◆ To do ◆
Collect each line of the records containing the string "Deserialize".
(Information provided begins)
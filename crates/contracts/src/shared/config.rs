use super::storage::read_json;
use super::{KeyValueStore, StorageKey};
use serde::{Deserialize, Serialize};

/// Tunables of the portal. Stored (optionally, and partially) under the
/// `portalConfig` key; anything missing falls back to the defaults.
#[derive(Debug, Clone, PartialEq, Serialize, Deserialize)]
#[serde(rename_all = "camelCase", default)]
pub struct PortalConfig {
    pub task_page_size: usize,
    pub message_page_size: usize,
    pub task_settings_page_size: usize,
    /// Days after today covered by the default task date filter.
    pub task_window_days: i64,
    /// Days before today covered by the default report range.
    pub report_window_days: i64,
    pub checkpoint_max_locations: usize,
    pub document_max_bytes: u64,
    pub fallback_contract: String,
    pub sample_assigned_messages: usize,
    pub sample_rejected_messages: usize,
}

impl Default for PortalConfig {
    fn default() -> Self {
        Self {
            task_page_size: 12,
            message_page_size: 10,
            task_settings_page_size: 20,
            task_window_days: 2,
            report_window_days: 7,
            checkpoint_max_locations: 10,
            document_max_bytes: 10 * 1024 * 1024,
            fallback_contract: "CON001".to_string(),
            sample_assigned_messages: 5,
            sample_rejected_messages: 3,
        }
    }
}

impl PortalConfig {
    pub fn document_max_mb(&self) -> u64 {
        self.document_max_bytes / (1024 * 1024)
    }

    /// Defaults overlaid with whatever `portalConfig` holds. A broken
    /// override is ignored.
    pub fn load(store: &dyn KeyValueStore) -> Self {
        match read_json::<PortalConfig>(store, StorageKey::PortalConfig) {
            Ok(Some(cfg)) => cfg,
            Ok(None) => Self::default(),
            Err(err) => {
                log::warn!("config: {}, using defaults", err);
                Self::default()
            }
        }
    }
}

#[cfg(test)]
mod tests {
    use super::*;

    #[test]
    fn test_partial_config_keeps_defaults() {
        let cfg: PortalConfig = serde_json::from_str(r#"{"taskPageSize": 24}"#).unwrap();
        assert_eq!(cfg.task_page_size, 24);
        assert_eq!(cfg.message_page_size, 10);
        assert_eq!(cfg.fallback_contract, "CON001");
        assert_eq!(cfg.document_max_mb(), 10);
    }

    #[test]
    fn test_load_from_store() {
        let store = crate::shared::MemoryStore::new();
        assert_eq!(PortalConfig::load(&store), PortalConfig::default());
        store.set_item("portalConfig", r#"{"messagePageSize": 5}"#).unwrap();
        assert_eq!(PortalConfig::load(&store).message_page_size, 5);
        store.set_item("portalConfig", "{oops").unwrap();
        assert_eq!(PortalConfig::load(&store), PortalConfig::default());
    }
}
(Information provided ends)
◆ Completed exercise ◆
use serde::{Deserialize, Serialize};
#[derive(Debug, Clone, PartialEq, Serialize, Deserialize)]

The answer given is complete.